House passes new bill

JEFFERSON CITY, Mo. – The Missouri House of Representatives passed a “Geoffrey Loophole” bill Jan. 28 that will stop multi-state corporations from avoiding Missouri taxes by transferring money to out of state holding corporations.

“The legislation puts forth language that is fair for everybody,” said Rep. Marilyn Ruestman (R-Joplin). “The Department of Revenue will have clear guidelines, and the courts will have the language they need to rule.”

The bill was created through research and analysis of more than 30 court cases. This bill will establish requirements a company must meet in order to receive tax deductions through a holding company arrangement.

“The Missouri House effectively closed the corporate tax loophole without increasing taxes on legitimate Missouri business,” said Rep. Shannon Cooper (R-Henry).

Some lawmakers have contended tax deductions for franchises and trademark fees should be removed. Others argue this would unfairly raise taxes on many of Missouri’s small businesses.

Ruestman said in her community there were a number of small business franchises, including McDonald’s, Ci Ci’s Pizza and Long John Silver’s. These businesses are owned locally. She said they already pay their fair share of taxes, and they are the ones who sponsor local organizations, such as little league, sports teams, parades and other community events.

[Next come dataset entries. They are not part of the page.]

#[cfg(test)]
mod tests {
    use serde_json::json;

    use super::*;

    const TREASURY: &str = "0x9011e888251ab053b7bd1cdb598db4f9ded94714";

    fn padded(address: &str) -> String {
        format!("{address}{}", "0".repeat(24))
    }

    #[test]
    fn check_address_test() {
        assert_eq!(check_address(TREASURY), AddressCheck::Canonical);
        assert_eq!(
            check_address(&padded(TREASURY)),
            AddressCheck::Truncated(TREASURY.to_string())
        );
        assert_eq!(check_address("0x1234"), AddressCheck::Anomalous(4));
        assert_eq!(
            check_address("9011e888251ab053b7bd1cdb598db4f9ded94714"),
            AddressCheck::Canonical
        );
    }

    #[test]
    fn check_address_non_ascii_test() {
        let weird = format!("0x{}é", "a".repeat(39));
        assert_eq!(check_address(&weird), AddressCheck::Anomalous(40));
    }

    #[test]
    fn truncates_64_char_coinbase_test() {
        let doc = json!({ "coinbase": padded(TREASURY) });

        let normalized = Normalizer::new().normalize(&doc);

        assert_eq!(normalized.value, json!({ "coinbase": TREASURY }));
        assert_eq!(normalized.events.len(), 1);
        assert_eq!(
            normalized.events[0],
            NormalizationEvent::Corrected {
                path: "/coinbase".to_string(),
                before: padded(TREASURY),
                after: TREASURY.to_string(),
            }
        );
    }

    #[test]
    fn leaves_40_char_coinbase_test() {
        let doc = json!({ "coinbase": TREASURY });

        let normalized = Normalizer::new().normalize(&doc);

        assert_eq!(normalized.value, doc);
        assert!(normalized.events.is_empty());
    }

    #[test]
    fn reports_other_lengths_once_test() {
        for length in [0, 1, 39, 41, 60, 63, 65, 128] {
            let value = format!("0x{}", "a".repeat(length));
            let doc = json!({ "coinbase": value });

            let normalized = Normalizer::new().normalize(&doc);

            assert_eq!(normalized.value, doc, "length {length} must be left as is");
            assert_eq!(normalized.events.len(), 1);
            assert!(matches!(
                normalized.events[0],
                NormalizationEvent::UnexpectedLength { length: found, .. } if found == length
            ));
        }
    }

    #[test]
    fn non_string_coinbase_is_a_warning_test() {
        let doc = json!({ "coinbase": 12 });
        let normalized = Normalizer::new().normalize(&doc);
        assert_eq!(normalized.value, doc);
        assert_eq!(normalized.warnings().count(), 1);
    }

    #[test]
    fn recurses_into_nested_objects_and_arrays_test() {
        let doc = json!({
            "networks": [
                { "name": "a", "genesis": { "coinbase": padded(TREASURY) } },
                { "name": "b", "coinbase": TREASURY }
            ]
        });

        let normalized = Normalizer::new().normalize(&doc);

        assert_eq!(
            normalized.value["networks"][0]["genesis"]["coinbase"],
            json!(TREASURY)
        );
        assert_eq!(normalized.corrections().count(), 1);
        assert!(matches!(
            &normalized.events[0],
            NormalizationEvent::Corrected { path, .. } if path == "/networks/0/genesis/coinbase"
        ));
    }

    #[test]
    fn normalizes_embedded_document_test() {
        let embedded = json!({
            "config": { "chainId": 96369 },
            "coinbase": padded("0x0000000000000000000000000000000000000000")
        });
        let doc = json!({
            "networkID": 96369,
            "cChainGenesis": serde_json::to_string_pretty(&embedded).unwrap()
        });

        let normalized = Normalizer::new().normalize(&doc);

        let text = normalized.value["cChainGenesis"].as_str().unwrap();
        assert_eq!(
            text,
            r#"{"config":{"chainId":96369},"coinbase":"0x0000000000000000000000000000000000000000"}"#
        );
        assert_eq!(normalized.corrections().count(), 1);
    }

    #[test]
    fn malformed_embedded_document_is_left_alone_test() {
        let doc = json!({
            "cChainGenesis": "{not json",
            "coinbase": padded(TREASURY)
        });

        let normalized = Normalizer::new().normalize(&doc);

        assert_eq!(normalized.value["cChainGenesis"], json!("{not json"));
        assert_eq!(normalized.value["coinbase"], json!(TREASURY));
        assert!(normalized
            .events
            .iter()
            .any(|event| matches!(event, NormalizationEvent::EmbeddedParseFailure { .. })));
    }

    #[test]
    fn custom_matcher_test() {
        let doc = json!({ "feeRecipient": padded(TREASURY), "coinbase": padded(TREASURY) });
        let normalizer = Normalizer::with_matcher(
            GenesisFields::default().with_address_field("feeRecipient"),
        );

        let normalized = normalizer.normalize(&doc);

        assert_eq!(normalized.value["feeRecipient"], json!(TREASURY));
        assert_eq!(normalized.value["coinbase"], json!(TREASURY));
    }

    #[test]
    fn renames_corrupted_alloc_key_test() {
        let doc = json!({
            "alloc": {
                padded(TREASURY): { "balance": "1000000000000000000000" }
            }
        });

        let normalized = Normalizer::new().normalize(&doc);

        assert_eq!(
            normalized.value,
            json!({ "alloc": { TREASURY: { "balance": "1000000000000000000000" } } })
        );
    }

    #[test]
    fn collapses_identical_duplicate_alloc_key_test() {
        let doc = json!({
            "alloc": {
                TREASURY: { "balance": "1000000000000000000000" },
                padded(TREASURY): { "balance": "1000000000000000000000" }
            }
        });

        let normalized = Normalizer::new().normalize(&doc);

        assert_eq!(
            normalized.value,
            json!({ "alloc": { TREASURY: { "balance": "1000000000000000000000" } } })
        );
        assert!(matches!(
            normalized.events[0],
            NormalizationEvent::Collapsed { .. }
        ));
    }

    #[test]
    fn flags_differing_duplicate_alloc_key_test() {
        let doc = json!({
            "alloc": {
                TREASURY: { "balance": "1000000000000000000000" },
                padded(TREASURY): { "balance": "5" }
            }
        });

        let normalized = Normalizer::new().normalize(&doc);

        assert_eq!(normalized.value, doc);
        assert_eq!(
            normalized.events,
            vec![NormalizationEvent::AllocConflict {
                path: format!("/alloc/{}", padded(TREASURY)),
                corrupted_key: padded(TREASURY),
                canonical_key: TREASURY.to_string(),
            }]
        );
    }

    #[test]
    fn sums_duplicate_alloc_key_test() {
        let doc = json!({
            "alloc": {
                padded(TREASURY): { "balance": "5" },
                TREASURY: { "balance": "1000000000000000000000" }
            }
        });

        let normalized = Normalizer::new()
            .with_merge_policy(AllocMergePolicy::Sum)
            .normalize(&doc);

        assert_eq!(
            normalized.value,
            json!({ "alloc": { TREASURY: { "balance": "1000000000000000000005" } } })
        );
    }

    #[test]
    fn sum_refuses_entries_with_code_test() {
        let doc = json!({
            "alloc": {
                TREASURY: { "balance": "1" },
                padded(TREASURY): { "balance": "5", "code": "0x60" }
            }
        });

        let normalized = Normalizer::new()
            .with_merge_policy(AllocMergePolicy::Sum)
            .normalize(&doc);

        assert_eq!(normalized.value, doc);
        assert!(matches!(
            normalized.events[0],
            NormalizationEvent::AllocConflict { .. }
        ));
    }

    #[test]
    fn prefer_canonical_drops_corrupted_entry_test() {
        let doc = json!({
            "alloc": {
                TREASURY: { "balance": "1" },
                padded(TREASURY): { "balance": "5" }
            }
        });

        let normalized = Normalizer::new()
            .with_merge_policy(AllocMergePolicy::PreferCanonical)
            .normalize(&doc);

        assert_eq!(
            normalized.value,
            json!({ "alloc": { TREASURY: { "balance": "1" } } })
        );
    }

    #[test]
    fn left_padded_60_char_alloc_key_is_reported_not_guessed_test() {
        let corrupted = "0x000000000000000000009011e888251ab053b7bd1cdb598db4f9ded94714";
        let doc = json!({
            "alloc": {
                TREASURY: { "balance": "1000000000000000000000" },
                corrupted: { "balance": "1000000000000000000000" }
            }
        });

        let normalized = Normalizer::new().normalize(&doc);

        assert_eq!(normalized.value, doc);
        assert_eq!(
            normalized.events,
            vec![NormalizationEvent::UnexpectedLength {
                path: format!("/alloc/{corrupted}"),
                value: corrupted.to_string(),
                length: 60,
            }]
        );
    }

    #[test]
    fn two_corrupted_keys_for_one_address_test() {
        let first = padded(TREASURY);
        let second = format!("{TREASURY}{}", "f".repeat(24));
        let doc = json!({
            "alloc": {
                first.clone(): { "balance": "7" },
                second.clone(): { "balance": "7" }
            }
        });

        let normalized = Normalizer::new().normalize(&doc);

        assert_eq!(
            normalized.value,
            json!({ "alloc": { TREASURY: { "balance": "7" } } })
        );
    }

    #[test]
    fn normalize_is_idempotent_test() {
        let embedded = json!({
            "coinbase": padded(TREASURY),
            "alloc": {
                TREASURY: { "balance": "1" },
                padded(TREASURY): { "balance": "2" },
                padded("0x0100000000000000000000000000000000000000"): { "balance": "3" },
                "0x1234": { "balance": "4" }
            },
            "gasLimit": "0x7A1200"
        });
        let documents = vec![
            json!({}),
            json!([1, "two", null, { "coinbase": TREASURY }]),
            json!({ "coinbase": padded(TREASURY) }),
            json!({ "coinbase": "0xabc" }),
            json!({ "coinbase": null }),
            json!({ "cChainGenesis": "{broken" }),
            json!({ "cChainGenesis": serde_json::to_string_pretty(&embedded).unwrap() }),
            json!({
                "config": { "chainId": 96369 },
                "cChainGenesis": embedded.to_string(),
                "nested": [{ "cChainGenesis": embedded.to_string() }],
                "alloc": embedded["alloc"].clone()
            }),
        ];

        for policy in [
            AllocMergePolicy::Flag,
            AllocMergePolicy::Sum,
            AllocMergePolicy::PreferCanonical,
        ] {
            let normalizer = Normalizer::new().with_merge_policy(policy);
            for document in &documents {
                let once = normalizer.normalize(document);
                let twice = normalizer.normalize(&once.value);
                assert_eq!(twice.value, once.value, "{policy:?} {document}");
                assert_eq!(
                    serde_json::to_string(&twice.value).unwrap(),
                    serde_json::to_string(&once.value).unwrap()
                );
                assert_eq!(twice.corrections().count(), 0, "{policy:?} {document}");
            }
        }
    }
}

The Senate also introduced a bill that would provide for tax exemptions. Bill 1048 allows churches, charitable groups and other tax exempt organizations to just bring proof of tax-exempt status when renewing motor vehicle registration.

Sen. Gary Nodler (R-Joplin) said, it is not an easy task for such organizations to renew vehicle registration.

“Last December, I visited the Carl Junction Senior Citizens Center,” Nodler said. “While talking to a local resident, I learned that when it was time to renew his organization’s motor vehicle license registration, a special trip had to be made to the county assessor’s office to certify the center was in fact tax exempt.”

Senate Bill 1099 will also establish reporting requirements to assist future legislatures in assessing the value of tax credit programs. It will also implement a system for reporting. Failure to meet annual requirements could result in penalties. This would update the current program. The bill has not yet gone to the Senate floor for debate.